TASK INSTRUCTIONS –
Would you transcribe the data word for word?
_ _ _ _ _ _ _
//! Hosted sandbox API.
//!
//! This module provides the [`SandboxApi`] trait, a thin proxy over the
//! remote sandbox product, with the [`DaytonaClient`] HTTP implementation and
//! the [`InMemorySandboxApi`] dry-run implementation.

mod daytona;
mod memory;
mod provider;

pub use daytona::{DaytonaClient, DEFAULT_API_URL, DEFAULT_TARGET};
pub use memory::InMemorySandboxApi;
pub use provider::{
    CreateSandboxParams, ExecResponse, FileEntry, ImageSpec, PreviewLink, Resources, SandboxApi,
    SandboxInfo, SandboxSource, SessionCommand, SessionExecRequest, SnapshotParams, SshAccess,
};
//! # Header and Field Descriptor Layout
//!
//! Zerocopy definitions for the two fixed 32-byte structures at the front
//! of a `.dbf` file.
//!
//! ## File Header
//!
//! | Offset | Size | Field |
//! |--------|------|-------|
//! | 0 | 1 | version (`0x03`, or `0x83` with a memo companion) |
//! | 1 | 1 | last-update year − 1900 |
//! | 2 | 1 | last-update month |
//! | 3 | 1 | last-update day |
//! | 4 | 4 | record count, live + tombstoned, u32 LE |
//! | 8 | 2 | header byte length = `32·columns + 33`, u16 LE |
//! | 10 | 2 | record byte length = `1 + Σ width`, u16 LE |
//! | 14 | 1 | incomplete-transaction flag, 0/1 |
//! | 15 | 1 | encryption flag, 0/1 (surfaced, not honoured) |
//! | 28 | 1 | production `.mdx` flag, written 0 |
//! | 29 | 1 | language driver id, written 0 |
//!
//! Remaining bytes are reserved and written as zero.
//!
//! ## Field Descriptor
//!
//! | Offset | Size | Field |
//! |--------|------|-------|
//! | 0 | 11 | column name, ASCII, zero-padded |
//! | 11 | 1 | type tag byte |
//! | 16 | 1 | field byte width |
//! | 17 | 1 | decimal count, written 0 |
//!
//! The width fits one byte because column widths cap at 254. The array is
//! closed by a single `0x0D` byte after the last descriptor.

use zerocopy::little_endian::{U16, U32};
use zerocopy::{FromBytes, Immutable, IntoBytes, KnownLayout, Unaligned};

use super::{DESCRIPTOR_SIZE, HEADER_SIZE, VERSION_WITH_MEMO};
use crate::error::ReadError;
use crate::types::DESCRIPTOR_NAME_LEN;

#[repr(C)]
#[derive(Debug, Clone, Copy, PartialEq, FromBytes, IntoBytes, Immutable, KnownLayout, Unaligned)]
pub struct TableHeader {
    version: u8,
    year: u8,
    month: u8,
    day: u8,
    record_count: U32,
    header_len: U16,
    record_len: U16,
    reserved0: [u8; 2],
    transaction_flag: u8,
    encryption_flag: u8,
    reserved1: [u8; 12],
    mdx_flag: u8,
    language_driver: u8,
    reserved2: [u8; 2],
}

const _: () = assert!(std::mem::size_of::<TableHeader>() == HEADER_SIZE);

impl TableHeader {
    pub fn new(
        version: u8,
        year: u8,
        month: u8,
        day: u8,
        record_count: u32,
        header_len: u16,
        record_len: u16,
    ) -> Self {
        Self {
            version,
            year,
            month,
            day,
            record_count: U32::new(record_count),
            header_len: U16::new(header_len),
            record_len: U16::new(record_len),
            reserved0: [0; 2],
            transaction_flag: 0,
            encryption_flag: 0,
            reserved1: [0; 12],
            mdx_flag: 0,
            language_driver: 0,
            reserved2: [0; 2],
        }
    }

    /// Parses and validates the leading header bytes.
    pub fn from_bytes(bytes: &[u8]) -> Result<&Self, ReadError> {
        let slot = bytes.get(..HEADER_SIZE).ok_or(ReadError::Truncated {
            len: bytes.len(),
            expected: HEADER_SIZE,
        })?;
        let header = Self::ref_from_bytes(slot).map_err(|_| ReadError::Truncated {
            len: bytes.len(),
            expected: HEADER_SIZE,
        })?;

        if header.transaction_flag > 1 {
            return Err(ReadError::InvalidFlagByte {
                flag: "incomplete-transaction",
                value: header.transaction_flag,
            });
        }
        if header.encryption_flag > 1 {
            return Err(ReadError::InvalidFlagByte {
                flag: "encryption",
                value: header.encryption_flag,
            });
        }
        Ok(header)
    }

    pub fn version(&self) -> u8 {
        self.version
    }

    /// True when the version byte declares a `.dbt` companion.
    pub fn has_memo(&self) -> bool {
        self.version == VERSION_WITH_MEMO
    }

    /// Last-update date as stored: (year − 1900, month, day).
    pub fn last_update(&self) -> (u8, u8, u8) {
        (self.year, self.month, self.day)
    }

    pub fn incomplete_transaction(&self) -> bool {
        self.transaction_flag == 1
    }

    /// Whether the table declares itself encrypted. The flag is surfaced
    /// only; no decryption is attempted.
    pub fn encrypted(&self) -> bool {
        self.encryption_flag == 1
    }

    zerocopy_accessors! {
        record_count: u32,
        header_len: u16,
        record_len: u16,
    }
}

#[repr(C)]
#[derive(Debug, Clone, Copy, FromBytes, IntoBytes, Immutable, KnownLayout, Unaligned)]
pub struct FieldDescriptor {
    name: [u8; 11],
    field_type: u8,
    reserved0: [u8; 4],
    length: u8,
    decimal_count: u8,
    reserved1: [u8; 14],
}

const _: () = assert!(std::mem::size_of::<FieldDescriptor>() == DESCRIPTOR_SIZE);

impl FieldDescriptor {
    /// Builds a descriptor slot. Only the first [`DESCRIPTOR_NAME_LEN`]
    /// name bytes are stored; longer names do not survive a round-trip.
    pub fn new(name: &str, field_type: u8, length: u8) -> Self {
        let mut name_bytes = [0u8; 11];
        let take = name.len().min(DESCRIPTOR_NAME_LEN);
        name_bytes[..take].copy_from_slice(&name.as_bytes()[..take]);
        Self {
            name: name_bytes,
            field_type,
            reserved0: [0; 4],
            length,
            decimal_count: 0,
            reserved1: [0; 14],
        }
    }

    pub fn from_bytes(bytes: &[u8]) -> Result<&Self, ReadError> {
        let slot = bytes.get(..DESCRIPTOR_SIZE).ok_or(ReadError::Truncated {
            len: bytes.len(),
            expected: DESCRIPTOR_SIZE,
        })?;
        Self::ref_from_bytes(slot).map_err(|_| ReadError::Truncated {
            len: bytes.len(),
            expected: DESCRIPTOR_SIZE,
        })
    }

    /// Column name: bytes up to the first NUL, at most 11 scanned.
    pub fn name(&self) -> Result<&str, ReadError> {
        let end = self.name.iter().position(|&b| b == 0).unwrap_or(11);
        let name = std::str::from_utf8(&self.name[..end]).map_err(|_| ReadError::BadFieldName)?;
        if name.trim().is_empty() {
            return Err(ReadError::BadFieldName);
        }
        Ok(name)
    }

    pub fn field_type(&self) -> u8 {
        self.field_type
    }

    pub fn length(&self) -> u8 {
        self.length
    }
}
_ _ _ _ _ _ _
ANSWER BOX –
//! Hosted sandbox API.
//!
//! This module provides the [`SandboxApi`] trait, a thin proxy over the
//! remote sandbox product, with the [`DaytonaClient`] HTTP implementation and
//! the [`InMemorySandboxApi`] dry-run implementation.

mod daytona;
mod memory;
mod provider;

pub use daytona::{DaytonaClient, DEFAULT_API_URL, DEFAULT_TARGET};
pub use memory::InMemorySandboxApi;
pub use provider::{
    CreateSandboxParams, ExecResponse, FileEntry, ImageSpec, PreviewLink, Resources, SandboxApi,
    SandboxInfo, SandboxSource, SessionCommand, SessionExecRequest, SnapshotParams, SshAccess,
};
//! # Header and Field Descriptor Layout
//!
//! Zerocopy definitions for the two fixed 32-byte structures at the front
//! of a `.dbf` file.
//!
//! ## File Header
//!
//! | Offset | Size | Field |
//! |--------|------|-------|
//! | 0 | 1 | version (`0x03`, or `0x83` with a memo companion) |
//! | 1 | 1 | last-update year − 1900 |
//! | 2 | 1 | last-update month |
//! | 3 | 1 | last-update day |
//! | 4 | 4 | record count, live + tombstoned, u32 LE |
//! | 8 | 2 | header byte length = `32·columns + 33`, u16 LE |
//! | 10 | 2 | record byte length = `1 + Σ width`, u16 LE |
//! | 14 | 1 | incomplete-transaction flag, 0/1 |
//! | 15 | 1 | encryption flag, 0/1 (surfaced, not honoured) |
//! | 28 | 1 | production `.mdx` flag, written 0 |
//! | 29 | 1 | language driver id, written 0 |
//!
//! Remaining bytes are reserved and written as zero.
//!
//! ## Field Descriptor
//!
//! | Offset | Size | Field |
//! |--------|------|-------|
//! | 0 | 11 | column name, ASCII, zero-padded |
//! | 11 | 1 | type tag byte |
//! | 16 | 1 | field byte width |
//! | 17 | 1 | decimal count, written 0 |
//!
//! The width fits one byte because column widths cap at 254. The array is
//! closed by a single `0x0D` byte after the last descriptor.

use zerocopy::little_endian::{U16, U32};
use zerocopy::{FromBytes, Immutable, IntoBytes, KnownLayout, Unaligned};

use super::{DESCRIPTOR_SIZE, HEADER_SIZE, VERSION_WITH_MEMO};
use crate::error::ReadError;
use crate::types::DESCRIPTOR_NAME_LEN;

#[repr(C)]
#[derive(Debug, Clone, Copy, PartialEq, FromBytes, IntoBytes, Immutable, KnownLayout, Unaligned)]
pub struct TableHeader {
    version: u8,
    year: u8,
    month: u8,
    day: u8,
    record_count: U32,
    header_len: U16,
    record_len: U16,
    reserved0: [u8; 2],
    transaction_flag: u8,
    encryption_flag: u8,
    reserved1: [u8; 12],
    mdx_flag: u8,
    language_driver: u8,
    reserved2: [u8; 2],
}

const _: () = assert!(std::mem::size_of::<TableHeader>() == HEADER_SIZE);

impl TableHeader {
    pub fn new(
        version: u8,
        year: u8,
        month: u8,
        day: u8,
        record_count: u32,
        header_len: u16,
        record_len: u16,
    ) -> Self {
        Self {
            version,
            year,
            month,
            day,
            record_count: U32::new(record_count),
            header_len: U16::new(header_len),
            record_len: U16::new(record_len),
            reserved0: [0; 2],
            transaction_flag: 0,
            encryption_flag: 0,
            reserved1: [0; 12],
            mdx_flag: 0,
            language_driver: 0,
            reserved2: [0; 2],
        }
    }

    /// Parses and validates the leading header bytes.
    pub fn from_bytes(bytes: &[u8]) -> Result<&Self, ReadError> {
        let slot = bytes.get(..HEADER_SIZE).ok_or(ReadError::Truncated {
            len: bytes.len(),
            expected: HEADER_SIZE,
        })?;
        let header = Self::ref_from_bytes(slot).map_err(|_| ReadError::Truncated {
            len: bytes.len(),
            expected: HEADER_SIZE,
        })?;

        if header.transaction_flag > 1 {
            return Err(ReadError::InvalidFlagByte {
                flag: "incomplete-transaction",
                value: header.transaction_flag,
            });
        }
        if header.encryption_flag > 1 {
            return Err(ReadError::InvalidFlagByte {
                flag: "encryption",
                value: header.encryption_flag,
            });
        }
        Ok(header)
    }

    pub fn version(&self) -> u8 {
        self.version
    }

    /// True when the version byte declares a `.dbt` companion.
    pub fn has_memo(&self) -> bool {
        self.version == VERSION_WITH_MEMO
    }

    /// Last-update date as stored: (year − 1900, month, day).
    pub fn last_update(&self) -> (u8, u8, u8) {
        (self.year, self.month, self.day)
    }

    pub fn incomplete_transaction(&self) -> bool {
        self.transaction_flag == 1
    }

    /// Whether the table declares itself encrypted. The flag is surfaced
    /// only; no decryption is attempted.
    pub fn encrypted(&self) -> bool {
        self.encryption_flag == 1
    }

    zerocopy_accessors! {
        record_count: u32,
        header_len: u16,
        record_len: u16,
    }
}

#[repr(C)]
#[derive(Debug, Clone, Copy, FromBytes, IntoBytes, Immutable, KnownLayout, Unaligned)]
pub struct FieldDescriptor {
    name: [u8; 11],
    field_type: u8,
    reserved0: [u8; 4],
    length: u8,
    decimal_count: u8,
    reserved1: [u8; 14],
}

const _: () = assert!(std::mem::size_of::<FieldDescriptor>() == DESCRIPTOR_SIZE);

impl FieldDescriptor {
    /// Builds a descriptor slot. Only the first [`DESCRIPTOR_NAME_LEN`]
    /// name bytes are stored; longer names do not survive a round-trip.
    pub fn new(name: &str, field_type: u8, length: u8) -> Self {
        let mut name_bytes = [0u8; 11];
        let take = name.len().min(DESCRIPTOR_NAME_LEN);
        name_bytes[..take].copy_from_slice(&name.as_bytes()[..take]);
        Self {
            name: name_bytes,
            field_type,
            reserved0: [0; 4],
            length,
            decimal_count: 0,
            reserved1: [0; 14],
        }
    }

    pub fn from_bytes(bytes: &[u8]) -> Result<&Self, ReadError> {
        let slot = bytes.get(..DESCRIPTOR_SIZE).ok_or(ReadError::Truncated {
            len: bytes.len(),
            expected: DESCRIPTOR_SIZE,
        })?;
        Self::ref_from_bytes(slot).map_err(|_| ReadError::Truncated {
            len: bytes.len(),
            expected: DESCRIPTOR_SIZE,
        })
    }

    /// Column name: bytes up to the first NUL, at most 11 scanned.
    pub fn name(&self) -> Result<&str, ReadError> {
        let end = self.name.iter().position(|&b| b == 0).unwrap_or(11);
        let name = std::str::from_utf8(&self.name[..end]).map_err(|_| ReadError::BadFieldName)?;
        if name.trim().is_empty() {
            return Err(ReadError::BadFieldName);
        }
        Ok(name)
    }

    pub fn field_type(&self) -> u8 {
        self.field_type
    }

    pub fn length(&self) -> u8 {
        self.length
    }
}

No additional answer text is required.